The view of the salt marsh from our backyard.
A cold, gray, dreary April morning, we drive to the summer house and notice that we have a new neighbor.

But thank God, the nearby cottages are still occupied by our friends from years past.

No, this stealthy neighbor is slowly moving in and changing the geography of our coastline.

Last fall, Hurricane Sandy caused major overnight modifications to this salt marsh, flooding the nearby wetlands.

However, we thought the brackish water would creep back into the shallow inlets and during ebb tide flush out of the salt wedge estuary.

But it hasn’t.

When we were children, my brother and I carried our nets, fishing line, bait and pail to this salt marsh, which was inhabited by blue crabs.

Tying a fish from our morning catch onto one end of the fishing line, we flung the bait into the center of the channel.

It was a waiting game. Sometimes we left without even one tug on our line. But when the crabs were hungry, they grabbed the fish with their large pincers and started devouring their catch.

The tug was ever so slight at first; then the tension on the line increased as the crab tried to swim away with the fish.

Pulling the line in slowly, we placed the net over the water just behind the crab; and the crustacean was in the net with one swoop.

We also headed down to the estuary to dig for clams.

Turning over large stones that had been covered with water a few hours earlier, we looked for telltale holes in the muddy soil. We then began scooping the wet earth with quahog shells, searching for the prize.

Sometimes there were slim pickings in the clam cove, but other times the soft-shelled clams were in hiding together, nestled in a community a foot deep. They would squirt at us as we tossed them into the pail.

Later, my brother and I took turns dragging the heavy pail all the way home.
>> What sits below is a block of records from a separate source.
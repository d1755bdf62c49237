//! Management API request routing over a pluggable HTTP transport.
//!
//! Every call targets the API root (`/`) with a `command` parameter. Read-only commands go out as
//! GET query strings, everything else as form-encoded POST bodies. The session key, when known,
//! rides along as a `sessionkey` parameter. It is looked up again for every request, so a login
//! or token refresh elsewhere is picked up without rebuilding the client.

use std::{fmt, future::Future, pin::Pin, rc::Rc, sync::OnceLock};

use regex::Regex;
use serde_json::Value;
use thiserror::Error;

/// Object-safe boxed future used by [`ApiTransport`].
pub type ApiFuture<'a, T> = Pin<Box<dyn Future<Output = T> + 'a>>;

/// Local-storage key holding the session key after login.
pub const ACCESS_TOKEN_KEY: &str = "Access-Token";
/// Cookie set by the management server carrying the session key.
pub const SESSION_KEY_COOKIE: &str = "sessionkey";

/// Commands that read state but do not follow the `get`/`list`/`query`/`find` naming.
pub const ADDITIONAL_GET_COMMANDS: &[&str] = &[
    "isaccountallowedtocreateofferingswithtags",
    "readyforshutdown",
    "cloudianisenabled",
    "quotabalance",
    "quotasummary",
    "quotatarifflist",
    "quotaisenabled",
    "quotastatement",
    "verifyoauthcodeandgetuser",
];

const RESERVED_PARAMS: &[&str] = &["command", "response", SESSION_KEY_COOKIE];

#[derive(Debug, Clone, Copy, PartialEq, Eq)]
/// HTTP verb used for a request.
pub enum ApiMethod {
    /// Parameters in the query string.
    Get,
    /// Parameters in a form-encoded body.
    Post,
}

#[derive(Debug, Clone, PartialEq, Eq)]
/// Fully assembled API request handed to the transport.
pub struct ApiRequest {
    /// Verb.
    pub method: ApiMethod,
    /// Path relative to the API base.
    pub url: String,
    /// Ordered parameters.
    pub params: Vec<(String, String)>,
    /// Whether an explicit `application/x-www-form-urlencoded` content type is required.
    pub form_encoded: bool,
}

impl ApiRequest {
    fn new(method: ApiMethod, command: &str) -> Self {
        Self {
            method,
            url: "/".to_string(),
            params: vec![
                ("command".to_string(), command.to_string()),
                ("response".to_string(), "json".to_string()),
            ],
            form_encoded: false,
        }
    }

    fn push(&mut self, key: &str, value: &str) {
        self.params.push((key.to_string(), value.to_string()));
    }

    /// Returns the first value for `key`.
    pub fn param(&self, key: &str) -> Option<&str> {
        self.params
            .iter()
            .find(|(k, _)| k == key)
            .map(|(_, v)| v.as_str())
    }
}

/// HTTP transport executing [`ApiRequest`]s and returning the decoded JSON body.
pub trait ApiTransport {
    /// Sends `request`.
    fn send<'a>(&'a self, request: ApiRequest) -> ApiFuture<'a, Result<Value, String>>;
}

/// Supplies the session key attached to each request.
pub trait SessionKeySource {
    /// Current session key, if any.
    fn session_key(&self) -> Option<String>;
}

impl<F: Fn() -> Option<String>> SessionKeySource for F {
    fn session_key(&self) -> Option<String> {
        self()
    }
}

/// API call failure.
#[derive(Debug, Clone, PartialEq, Eq, Error)]
pub enum ApiError {
    /// The transport failed or the server rejected the call.
    #[error("api command '{command}' failed: {message}")]
    Transport {
        /// Command that was sent.
        command: String,
        /// Transport-provided reason.
        message: String,
    },
}

#[derive(Debug, Clone, Default, PartialEq, Eq)]
/// Username/password login form.
pub struct LoginCredentials {
    /// Account name; takes precedence over `email`.
    pub username: Option<String>,
    /// Used as the username when `username` is absent.
    pub email: Option<String>,
    /// Account password.
    pub password: String,
    /// Domain path (`/` for ROOT).
    pub domain: String,
}

#[derive(Debug, Clone, Default, PartialEq, Eq)]
/// OAuth login form.
pub struct OAuthCredentials {
    /// Account email.
    pub email: String,
    /// Provider-issued authorization code.
    pub secretcode: String,
    /// Provider name.
    pub provider: String,
    /// Domain path.
    pub domain: String,
}

fn get_command_pattern() -> &'static Regex {
    static PATTERN: OnceLock<Regex> = OnceLock::new();
    PATTERN.get_or_init(|| Regex::new(r"(?i)^(get|list|query|find)\w+$").expect("invalid regex"))
}

/// Returns `true` when `command` is read-only and should be sent as GET.
pub fn is_get_command(command: &str) -> bool {
    get_command_pattern().is_match(command)
        || ADDITIONAL_GET_COMMANDS.contains(&command.to_ascii_lowercase().as_str())
}

/// Picks the session key: the stored access token first, then the server cookie.
pub fn resolve_session_key(stored: Option<String>, cookie: Option<String>) -> Option<String> {
    stored
        .filter(|key| !key.is_empty())
        .or_else(|| cookie.filter(|key| !key.is_empty()))
}

#[derive(Clone)]
/// Management API client bound to one transport.
pub struct ApiClient<T> {
    transport: T,
    session_key: Rc<dyn SessionKeySource>,
}

impl<T: fmt::Debug> fmt::Debug for ApiClient<T> {
    fn fmt(&self, f: &mut fmt::Formatter<'_>) -> fmt::Result {
        f.debug_struct("ApiClient")
            .field("transport", &self.transport)
            .field("session_key", &self.session_key.session_key().map(|_| "<redacted>"))
            .finish()
    }
}

impl<T: ApiTransport> ApiClient<T> {
    /// Creates a client without a session key.
    pub fn new(transport: T) -> Self {
        Self {
            transport,
            session_key: Rc::new(|| None::<String>),
        }
    }

    /// Sets where the session key comes from. The source is consulted on every request.
    pub fn with_session_key(mut self, source: impl SessionKeySource + 'static) -> Self {
        self.session_key = Rc::new(source);
        self
    }

    /// Session key the next request would carry.
    pub fn session_key(&self) -> Option<String> {
        self.session_key.session_key()
    }

    /// Borrows the transport.
    pub fn transport(&self) -> &T {
        &self.transport
    }

    /// Assembles a GET request. See [`ApiClient::post_request`] for how `args` are filtered.
    pub fn get_request(&self, command: &str, args: &[(&str, Option<&str>)]) -> ApiRequest {
        self.build_request(ApiMethod::Get, command, args)
    }

    /// Assembles a POST request.
    ///
    /// Absent values are skipped. Caller-supplied `command`, `response` and `sessionkey` keys are
    /// dropped so the client-managed values appear exactly once.
    pub fn post_request(&self, command: &str, data: &[(&str, Option<&str>)]) -> ApiRequest {
        self.build_request(ApiMethod::Post, command, data)
    }

    fn build_request(
        &self,
        method: ApiMethod,
        command: &str,
        args: &[(&str, Option<&str>)],
    ) -> ApiRequest {
        let mut request = ApiRequest::new(method, command);
        for (key, value) in args {
            if RESERVED_PARAMS.contains(key) {
                continue;
            }
            if let Some(value) = value {
                request.push(key, value);
            }
        }
        self.attach_session_key(&mut request);
        request
    }

    /// Sends a read-only command as GET.
    ///
    /// # Errors
    ///
    /// Returns [`ApiError::Transport`] when the transport fails.
    pub async fn get_api(
        &self,
        command: &str,
        args: &[(&str, Option<&str>)],
    ) -> Result<Value, ApiError> {
        self.dispatch(command, self.get_request(command, args)).await
    }

    /// Sends a command as POST.
    ///
    /// # Errors
    ///
    /// Returns [`ApiError::Transport`] when the transport fails.
    pub async fn post_api(
        &self,
        command: &str,
        data: &[(&str, Option<&str>)],
    ) -> Result<Value, ApiError> {
        self.dispatch(command, self.post_request(command, data)).await
    }

    /// Sends a command as GET or POST depending on [`is_get_command`].
    ///
    /// # Errors
    ///
    /// Returns [`ApiError::Transport`] when the transport fails.
    pub async fn call_api(
        &self,
        command: &str,
        args: &[(&str, Option<&str>)],
    ) -> Result<Value, ApiError> {
        if is_get_command(command) {
            self.get_api(command, args).await
        } else {
            self.post_api(command, args).await
        }
    }

    /// Logs in with username/password, logging out first to purge stale session cookies.
    ///
    /// # Errors
    ///
    /// Returns [`ApiError::Transport`] when the login request fails. A failed preliminary logout
    /// is only logged.
    pub async fn login(&self, credentials: &LoginCredentials) -> Result<Value, ApiError> {
        self.purge_session().await;
        let username = credentials
            .username
            .as_deref()
            .filter(|name| !name.is_empty())
            .or(credentials.email.as_deref())
            .unwrap_or_default();
        let mut request = ApiRequest::new(ApiMethod::Post, "login");
        request.params.truncate(1);
        request.push("username", username);
        request.push("password", &credentials.password);
        request.push("domain", &credentials.domain);
        request.push("response", "json");
        request.form_encoded = true;
        self.dispatch("login", request).await
    }

    /// Logs in through an OAuth provider, logging out first.
    ///
    /// # Errors
    ///
    /// Returns [`ApiError::Transport`] when the login request fails.
    pub async fn oauth_login(&self, credentials: &OAuthCredentials) -> Result<Value, ApiError> {
        self.purge_session().await;
        let mut request = ApiRequest::new(ApiMethod::Post, "oauthlogin");
        request.params.truncate(1);
        request.push("email", &credentials.email);
        request.push("secretcode", &credentials.secretcode);
        request.push("provider", &credentials.provider);
        request.push("domain", &credentials.domain);
        request.push("response", "json");
        request.form_encoded = true;
        self.dispatch("oauthlogin", request).await
    }

    /// Ends the current session.
    ///
    /// # Errors
    ///
    /// Returns [`ApiError::Transport`] when the logout request fails.
    pub async fn logout(&self) -> Result<Value, ApiError> {
        self.post_api("logout", &[]).await
    }

    async fn purge_session(&self) {
        if let Err(err) = self.logout().await {
            tracing::debug!(%err, "pre-login logout failed");
        }
    }

    fn attach_session_key(&self, request: &mut ApiRequest) {
        if let Some(key) = self.session_key().filter(|key| !key.is_empty()) {
            request.push(SESSION_KEY_COOKIE, &key);
        }
    }

    async fn dispatch(&self, command: &str, request: ApiRequest) -> Result<Value, ApiError> {
        tracing::debug!(command, method = ?request.method, "api request");
        self.transport
            .send(request)
            .await
            .map_err(|message| ApiError::Transport {
                command: command.to_string(),
                message,
            })
    }
}
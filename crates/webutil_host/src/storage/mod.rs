//! Settings persistence: backing-store contracts and the write-through cache.

pub mod backend;
pub mod settings;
Today, I stand in our backyard and gaze at the untilled farmland leading to the salt marsh. Instead of the distant tributaries that have been there since childhood, I see a river that could shortly encroach on my next door neighbor’s property.

The sand on this coastal flood plain is shifting, and it is highly probably that someday the land will be taken back by its original owner.

But on the bright side, if there is a bumper crop of blue crabs this year, it will be a cinch to carry the pail home.